Paige went from a quiet home to a house full of dogs. Playmates! She ate well. She slept well. She absolutely flourished. She made a best friend in my pack, my only male, the French bulldog Dobby. At 3:30 every day they tear through the house chasing and body slamming each other into walls. It’s their pre-dinner flurry of play and no one else participates. No one else could keep up. When they get tired, they throw themselves on a dog bed and quick nap until dinner. They are truly best buds.
Paige loves Dobby, but she loves my husband Patrick more. She loves a guy. She’s pretty male-centric in her love. I guess she remembers being saved by a guy. Guys rule as far as Paige is concerned. Human male attention is the frosting on her cupcake and I will catch her gazing longingly at him, trying telepathically to will him to pet her. She adores couch time, cuddling with Patrick. She likes me but she worships him. Paige doesn’t just love proximity; she looks like she’s trying to figure out a way to crawl inside him. Extra nearness, right next to the soft, pillowy lungs please, is what she desires.

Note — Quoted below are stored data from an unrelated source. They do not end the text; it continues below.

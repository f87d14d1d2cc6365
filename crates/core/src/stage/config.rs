//! Configuration for the stage runner.

use serde::{Deserialize, Serialize};

/// Configuration for [`ProcessStageRunner`](super::ProcessStageRunner).
#[derive(Debug, Clone, Serialize, Deserialize)]
pub struct StageRunnerConfig {
    /// Lines of stdout/stderr kept per stream for failure diagnostics.
    #[serde(default = "default_capture_lines")]
    pub capture_lines: usize,

    /// Log every output line of the external program.
    #[serde(default = "default_log_output")]
    pub log_output: bool,

    /// How long to wait for output readers after the process exits (seconds).
    #[serde(default = "default_drain_timeout")]
    pub drain_timeout_secs: u64,
}

fn default_capture_lines() -> usize {
    50
}

fn default_log_output() -> bool {
    true
}

fn default_drain_timeout() -> u64 {
    5
}

impl Default for StageRunnerConfig {
    fn default() -> Self {
        Self {
            capture_lines: default_capture_lines(),
            log_output: default_log_output(),
            drain_timeout_secs: default_drain_timeout(),
        }
    }
}
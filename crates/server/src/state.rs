use std::sync::Arc;

use tokio::sync::mpsc;

use modis_runner_core::{AuditStore, Config, PassOrchestrator, PassTracker, RawMessage};

use crate::api::WsBroadcaster;

/// Shared application state
pub struct AppState {
    config: Config,
    audit_store: Arc<dyn AuditStore>,
    tracker: Arc<PassTracker>,
    orchestrator: PassOrchestrator,
    triggers: mpsc::Sender<RawMessage>,
    ws_broadcaster: WsBroadcaster,
}

impl AppState {
    pub fn new(
        config: Config,
        audit_store: Arc<dyn AuditStore>,
        tracker: Arc<PassTracker>,
        orchestrator: PassOrchestrator,
        triggers: mpsc::Sender<RawMessage>,
        ws_broadcaster: WsBroadcaster,
    ) -> Self {
        Self {
            config,
            audit_store,
            tracker,
            orchestrator,
            triggers,
            ws_broadcaster,
        }
    }

    pub fn config(&self) -> &Config {
        &self.config
    }

    pub fn audit_store(&self) -> &dyn AuditStore {
        self.audit_store.as_ref()
    }

    pub fn tracker(&self) -> &PassTracker {
        self.tracker.as_ref()
    }

    pub fn orchestrator(&self) -> &PassOrchestrator {
        &self.orchestrator
    }

    /// Intake channel of the trigger listener.
    pub fn triggers(&self) -> &mpsc::Sender<RawMessage> {
        &self.triggers
    }

    pub fn ws_broadcaster(&self) -> &WsBroadcaster {
        &self.ws_broadcaster
    }
}
//! Live pass inspection and manual abort.

use axum::{
    extract::{Path, State},
    http::StatusCode,
    Json,
};
use chrono::{DateTime, Utc};
use modis_runner_core::{
    OrchestratorError, Pass, PassId, PassReport, PassStatus, Platform,
};
use serde::{Deserialize, Serialize};
use std::sync::Arc;

use crate::state::AppState;

const DEFAULT_ABORT_REASON: &str = "aborted by operator";

/// Compact view of a live pass for listings.
#[derive(Debug, Serialize)]
pub struct PassSummary {
    pub id: PassId,
    pub platform: Platform,
    pub start_time: DateTime<Utc>,
    #[serde(skip_serializing_if = "Option::is_none")]
    pub orbit_number: Option<u32>,
    pub status: PassStatus,
    pub ready: bool,
    /// First stage not yet done, if any.
    #[serde(skip_serializing_if = "Option::is_none")]
    pub current_stage: Option<String>,
    pub events_merged: u32,
    pub last_updated_at: DateTime<Utc>,
}

impl From<&Pass> for PassSummary {
    fn from(pass: &Pass) -> Self {
        Self {
            id: pass.id.clone(),
            platform: pass.platform,
            start_time: pass.start_time,
            orbit_number: pass.orbit_number,
            status: pass.status.clone(),
            ready: pass.is_ready(),
            current_stage: pass.current_stage().map(|s| s.name.clone()),
            events_merged: pass.events_merged,
            last_updated_at: pass.last_updated_at,
        }
    }
}

#[derive(Debug, Serialize)]
pub struct PassListResponse {
    pub passes: Vec<PassSummary>,
    pub total: usize,
}

#[derive(Debug, Default, Deserialize)]
pub struct AbortRequest {
    pub reason: Option<String>,
}

#[derive(Debug, Serialize)]
pub struct ErrorResponse {
    pub error: String,
}

type ApiError = (StatusCode, Json<ErrorResponse>);

fn error(status: StatusCode, message: impl Into<String>) -> ApiError {
    (
        status,
        Json(ErrorResponse {
            error: message.into(),
        }),
    )
}

/// List live passes, oldest first.
pub async fn list_passes(State(state): State<Arc<AppState>>) -> Json<PassListResponse> {
    let mut passes = state.tracker().list().await;
    passes.sort_by_key(|p| p.created_at);
    let passes: Vec<PassSummary> = passes.iter().map(PassSummary::from).collect();
    Json(PassListResponse {
        total: passes.len(),
        passes,
    })
}

/// Full state of one live pass.
pub async fn get_pass(
    State(state): State<Arc<AppState>>,
    Path(id): Path<String>,
) -> Result<Json<Pass>, ApiError> {
    state
        .tracker()
        .get(&PassId::from(id.as_str()))
        .await
        .map(Json)
        .ok_or_else(|| error(StatusCode::NOT_FOUND, format!("pass not found: {}", id)))
}

/// Abort a live pass. The body is optional.
pub async fn abort_pass(
    State(state): State<Arc<AppState>>,
    Path(id): Path<String>,
    body: Option<Json<AbortRequest>>,
) -> Result<Json<PassReport>, ApiError> {
    let reason = body
        .and_then(|Json(req)| req.reason)
        .filter(|r| !r.trim().is_empty())
        .unwrap_or_else(|| DEFAULT_ABORT_REASON.to_string());

    match state
        .orchestrator()
        .abort(&PassId::from(id.as_str()), &reason)
        .await
    {
        Ok(report) => Ok(Json(report)),
        Err(e @ OrchestratorError::PassNotFound(_)) => {
            Err(error(StatusCode::NOT_FOUND, e.to_string()))
        }
        Err(e @ OrchestratorError::AlreadyFinished { .. }) => {
            Err(error(StatusCode::CONFLICT, e.to_string()))
        }
        Err(e) => Err(error(StatusCode::INTERNAL_SERVER_ERROR, e.to_string())),
    }
}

It does not take much to make her happy, either. Put your hand on a tennis ball and Paige reacts like she’s been presented with the crown jewels. For me? Give her a tiny treat and she dances with joy. When she can cuddle next to another dog to nap, she’ll smile while sleeping. Paige appreciates every pleasantry she encounters. Paige is truly the queen of gratitude. Which got me to thinking.
It could not harm us in any way to be more grateful. I’m not talking lottery-win gratitude, I’m talking about simple, Paige-levels of “Is that for me? You shouldn’t have!” appreciation. Whether it’s a simple treat, a quick cuddle, a little play or any positive attention, it’s worthy of a thank you.
We say thank you all the time and I think it’s become a reflex phrase rather than a thoughtful response for me. I say thank you without realizing it and certainly without sincerity. I hope to consciously become more grateful. Take the time to realize what someone’s done for me and respond appropriately. Go to bed with the realization that nice things happened for me that day, that someone else did something to make my life easier or to show that they’re thinking of me fondly, and appreciate how special that is. I tend to remember the wretched, forget the fine stuff, which is just part of my personality, but I’m working on it. If something lovely happens, I want to stop and appreciate it no matter how small a victory it might be.
If you read this column regularly, I thank you. I appreciate you and hope I’ve given you a laugh or two. It’s a new year. It’s brand new 2025. Let’s show everyone that crosses our paths that we understand our good fortune and we are thankful for everything that keeps us safe, healthy and happy. We may not be able to fix everything that’s wrong, but we can certainly fix ourselves.
As for me and Miss Paige, we’re just grateful to be here.